Auch nach 93 Weltcupsiegen (92 im Biathlon, einer im Skilanglauf) ist Björndalen noch heiß auf Erfolge. Der Ehrgeiz des fünffachen Olympiasiegers ist so groß, dass auch nach den Winterspielen in Vancouver in diesem Februar nicht Schluss sein soll. «Sotschi ist ganz klar ein Ziel», sagte der 35-Jährige in Ruhpolding mit Blick auf die Winterspiele 2014.

Für Björndalen wäre es in vier Jahren die bereits sechste Olympia-Teilnahme. «Solange es mir Spaß macht, laufe ich weiter», sagte der 14-fache Weltmeister. Keine schönen Aussichten für die Konkurrenz, die sich nun schon seit mehr als 15 Jahren die Zähne an dem sympathischen Skandinavier ausbeißt. Auch in diesem Winter stand Björndalen bereits wieder dreimal ganz oben auf dem Treppchen, gewann Weltcup-Rennen in Östersund, Hochfilzen und zuletzt in Oberhof.

Für die Winterspiele in den Bergen von Whistler gehört der Ausnahmeathlet deshalb wie selbstverständlich zum Favoritenkreis. «Ich will sehen, dass ich bis dahin in Topform bin», sagte Björndalen, der mit dem Abschneiden vor vier Jahren in Turin nicht ganz zufrieden war. Dort reichte es nur zu zweimal Silber und einmal Bronze, weshalb der Erfolgshunger rund vier Wochen vor Beginn der Spiele in Vancouver schon wieder groß ist. «Ich will auf jeden Fall zwei Medaillen. Eine im Einzel und eine in der Staffel.»

Es wären seine Olympia-Medaillen zehn und elf, die Jagd auf seinen Landsmann Björn Dählie, der im Langlauf achtmal Gold und viermal Silber bei Olympischen Spielen gewann, ginge damit weiter. «Björn ist ein ganz außergewöhnlicher Sportler. Aber ich werde versuchen, ihn zu überholen», sagte Björndalen. Dählie traut ihm das zu. «Er wird ein größerer Olympia-Champion als ich», sagte der 42-Jährige einst über «König Ole».

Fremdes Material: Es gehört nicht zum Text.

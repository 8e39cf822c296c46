//! Static font-metric tables for the two report faces.
//!
//! Character widths are in em units (relative to font size), taken from the
//! Adobe AFM files of the standard Type1 faces. The PDF writer references those
//! faces without embedding them, so measuring with the same numbers the viewer
//! uses keeps wrapped rows inside the text column.
//!
//! All tables cover ASCII 0x20..=0x7E (95 printable characters).
//! Index = (char as usize) - 32.

use serde::{Deserialize, Serialize};

use crate::layout::paginator::TextWrapper;

// ────────────────────────────────────────────────────────────────────────────
// Font face enum
// ────────────────────────────────────────────────────────────────────────────

/// The faces used by the evaluation report.
#[derive(Debug, Clone, Copy, PartialEq, Eq, Hash, Serialize, Deserialize)]
pub enum FontFace {
    /// Body text.
    Helvetica,
    /// Headings and labels.
    HelveticaBold,
}

impl FontFace {
    /// PostScript name of the standard Type1 font.
    pub fn base_font_name(&self) -> &'static str {
        match self {
            FontFace::Helvetica => "Helvetica",
            FontFace::HelveticaBold => "Helvetica-Bold",
        }
    }

    /// Resource name the PDF content streams use to select this face.
    pub fn resource_name(&self) -> &'static str {
        match self {
            FontFace::Helvetica => "F1",
            FontFace::HelveticaBold => "F2",
        }
    }
}

// ────────────────────────────────────────────────────────────────────────────
// Font metric table
// ────────────────────────────────────────────────────────────────────────────

/// Static character-width table for a font face.
///
/// `widths[i]` = width of ASCII character `(i + 32)` in em units, covering
/// 0x20 (space) through 0x7E (~).
pub struct FontMetricTable {
    pub face: FontFace,
    widths: [f32; 95],
    /// Fallback width for non-ASCII characters (codepoints > 0x7E).
    pub average_char_width: f32,
    pub space_width: f32,
}

impl FontMetricTable {
    /// Width of a single character in em units.
    pub fn char_width(&self, c: char) -> f32 {
        let code = c as usize;
        if (32..=126).contains(&code) {
            self.widths[code - 32]
        } else {
            self.average_char_width
        }
    }

    /// Measures the rendered width of a string in em units.
    ///
    /// Non-ASCII characters fall back to `average_char_width`.
    pub fn measure_str(&self, s: &str) -> f32 {
        s.chars().map(|c| self.char_width(c)).sum()
    }

    /// Rendered width in points at `font_size`.
    pub fn width_pt(&self, s: &str, font_size: f32) -> f32 {
        self.measure_str(s) * font_size
    }
}

// ────────────────────────────────────────────────────────────────────────────
// Word wrap
// ────────────────────────────────────────────────────────────────────────────

/// Greedy word-wrap of `text` into rows no wider than `max_width` points.
///
/// Words are separated by any whitespace and rejoined with a single space.
/// A word that alone exceeds the width is broken between characters. Blank
/// input yields no rows.
pub fn wrap_text(
    text: &str,
    metrics: &FontMetricTable,
    font_size: f32,
    max_width: f32,
) -> Vec<String> {
    let max_em = if font_size > 0.0 {
        max_width / font_size
    } else {
        f32::INFINITY
    };

    let mut rows: Vec<String> = Vec::new();
    let mut current = String::new();
    let mut current_width = 0.0_f32;

    for word in text.split_whitespace() {
        for piece in split_long_word(word, metrics, max_em) {
            let piece_w = metrics.measure_str(&piece);

            if current.is_empty() {
                current = piece;
                current_width = piece_w;
            } else if current_width + metrics.space_width + piece_w > max_em {
                rows.push(std::mem::take(&mut current));
                current = piece;
                current_width = piece_w;
            } else {
                current.push(' ');
                current.push_str(&piece);
                current_width += metrics.space_width + piece_w;
            }
        }
    }
    if !current.is_empty() {
        rows.push(current);
    }
    rows
}

/// Splits a word wider than `max_em` into character runs that each fit.
/// A single glyph wider than the line is kept as its own piece.
fn split_long_word(word: &str, metrics: &FontMetricTable, max_em: f32) -> Vec<String> {
    if metrics.measure_str(word) <= max_em {
        return vec![word.to_string()];
    }

    let mut pieces = Vec::new();
    let mut piece = String::new();
    let mut width = 0.0_f32;
    for c in word.chars() {
        let cw = metrics.char_width(c);
        if !piece.is_empty() && width + cw > max_em {
            pieces.push(std::mem::take(&mut piece));
            width = 0.0;
        }
        piece.push(c);
        width += cw;
    }
    if !piece.is_empty() {
        pieces.push(piece);
    }
    pieces
}

/// The default wrapping capability: measures with the static AFM tables.
#[derive(Debug, Clone, Copy, Default)]
pub struct AfmWrapper;

impl TextWrapper for AfmWrapper {
    fn wrap(&self, text: &str, face: FontFace, font_size: f32, max_width: f32) -> Vec<String> {
        wrap_text(text, get_metrics(face), font_size, max_width)
    }
}

// ────────────────────────────────────────────────────────────────────────────
// Static width tables  (95 ASCII printable characters each)
// ────────────────────────────────────────────────────────────────────────────

static HELVETICA_TABLE: FontMetricTable = FontMetricTable {
    face: FontFace::Helvetica,
    #[rustfmt::skip]
    widths: [
        // sp     !      "      #      $      %      &      '      (      )      *      +      ,      -      .      /
        0.278, 0.278, 0.355, 0.556, 0.556, 0.889, 0.667, 0.191, 0.333, 0.333, 0.389, 0.584, 0.278, 0.333, 0.278, 0.278,
        // 0      1      2      3      4      5      6      7      8      9
        0.556, 0.556, 0.556, 0.556, 0.556, 0.556, 0.556, 0.556, 0.556, 0.556,
        // :      ;      <      =      >      ?      @
        0.278, 0.278, 0.584, 0.584, 0.584, 0.556, 1.015,
        // A      B      C      D      E      F      G      H      I      J      K      L      M
        0.667, 0.667, 0.722, 0.722, 0.667, 0.611, 0.778, 0.722, 0.278, 0.500, 0.667, 0.556, 0.833,
        // N      O      P      Q      R      S      T      U      V      W      X      Y      Z
        0.722, 0.778, 0.667, 0.778, 0.722, 0.667, 0.611, 0.722, 0.667, 0.944, 0.667, 0.667, 0.611,
        // [      \      ]      ^      _      `
        0.278, 0.278, 0.278, 0.469, 0.556, 0.333,
        // a      b      c      d      e      f      g      h      i      j      k      l      m
        0.556, 0.556, 0.500, 0.556, 0.556, 0.278, 0.556, 0.556, 0.222, 0.222, 0.500, 0.222, 0.833,
        // n      o      p      q      r      s      t      u      v      w      x      y      z
        0.556, 0.556, 0.556, 0.556, 0.333, 0.500, 0.278, 0.556, 0.500, 0.722, 0.500, 0.500, 0.500,
        // {      |      }      ~
        0.334, 0.260, 0.334, 0.584,
    ],
    average_char_width: 0.556,
    space_width: 0.278,
};

static HELVETICA_BOLD_TABLE: FontMetricTable = FontMetricTable {
    face: FontFace::HelveticaBold,
    #[rustfmt::skip]
    widths: [
        // sp     !      "      #      $      %      &      '      (      )      *      +      ,      -      .      /
        0.278, 0.333, 0.474, 0.556, 0.556, 0.889, 0.722, 0.238, 0.333, 0.333, 0.389, 0.584, 0.278, 0.333, 0.278, 0.278,
        // 0      1      2      3      4      5      6      7      8      9
        0.556, 0.556, 0.556, 0.556, 0.556, 0.556, 0.556, 0.556, 0.556, 0.556,
        // :      ;      <      =      >      ?      @
        0.333, 0.333, 0.584, 0.584, 0.584, 0.611, 0.975,
        // A      B      C      D      E      F      G      H      I      J      K      L      M
        0.722, 0.722, 0.722, 0.722, 0.667, 0.611, 0.778, 0.722, 0.278, 0.556, 0.722, 0.611, 0.833,
        // N      O      P      Q      R      S      T      U      V      W      X      Y      Z
        0.722, 0.778, 0.667, 0.778, 0.722, 0.667, 0.611, 0.722, 0.667, 0.944, 0.667, 0.667, 0.611,
        // [      \      ]      ^      _      `
        0.333, 0.278, 0.333, 0.584, 0.556, 0.333,
        // a      b      c      d      e      f      g      h      i      j      k      l      m
        0.556, 0.611, 0.556, 0.611, 0.556, 0.333, 0.611, 0.611, 0.278, 0.278, 0.556, 0.278, 0.889,
        // n      o      p      q      r      s      t      u      v      w      x      y      z
        0.611, 0.611, 0.611, 0.611, 0.389, 0.556, 0.333, 0.611, 0.556, 0.778, 0.556, 0.556, 0.500,
        // {      |      }      ~
        0.389, 0.280, 0.389, 0.584,
    ],
    average_char_width: 0.611,
    space_width: 0.278,
};

/// Returns the static metric table for a given face.
pub fn get_metrics(face: FontFace) -> &'static FontMetricTable {
    match face {
        FontFace::Helvetica => &HELVETICA_TABLE,
        FontFace::HelveticaBold => &HELVETICA_BOLD_TABLE,
    }
}

// ────────────────────────────────────────────────────────────────────────────
// Tests
// ────────────────────────────────────────────────────────────────────────────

Dass die Konkurrenz bei den Männern von Jahr zu Jahr zunimmt und die Leistungsdichte so groß ist wie noch nie, spornt den von den Kollegen ehrfurchtsvoll als «Mr. Biathlon» bezeichneten Norweger nur noch mehr an. «Die Jungen haben ein unglaubliches Niveau, sie laufen verdammt schnell», sagte Björndalen, der deshalb in diesem Olympia-Winter ebenfalls noch einmal ein Schippe zulegte. Am Schießstand ist er nun nicht mehr nur traumwandlerisch sicher. Trotz seines Alters hat er auch die Entwicklung hin zu mehr Tempo bei den Schießeinlagen nicht versäumt. «Unglaublich, wie heiß, wie motiviert der Ole immer wieder ist. Da kann man nur Respekt zollen», sagte der dreifache Olympiasieger Michael Greis.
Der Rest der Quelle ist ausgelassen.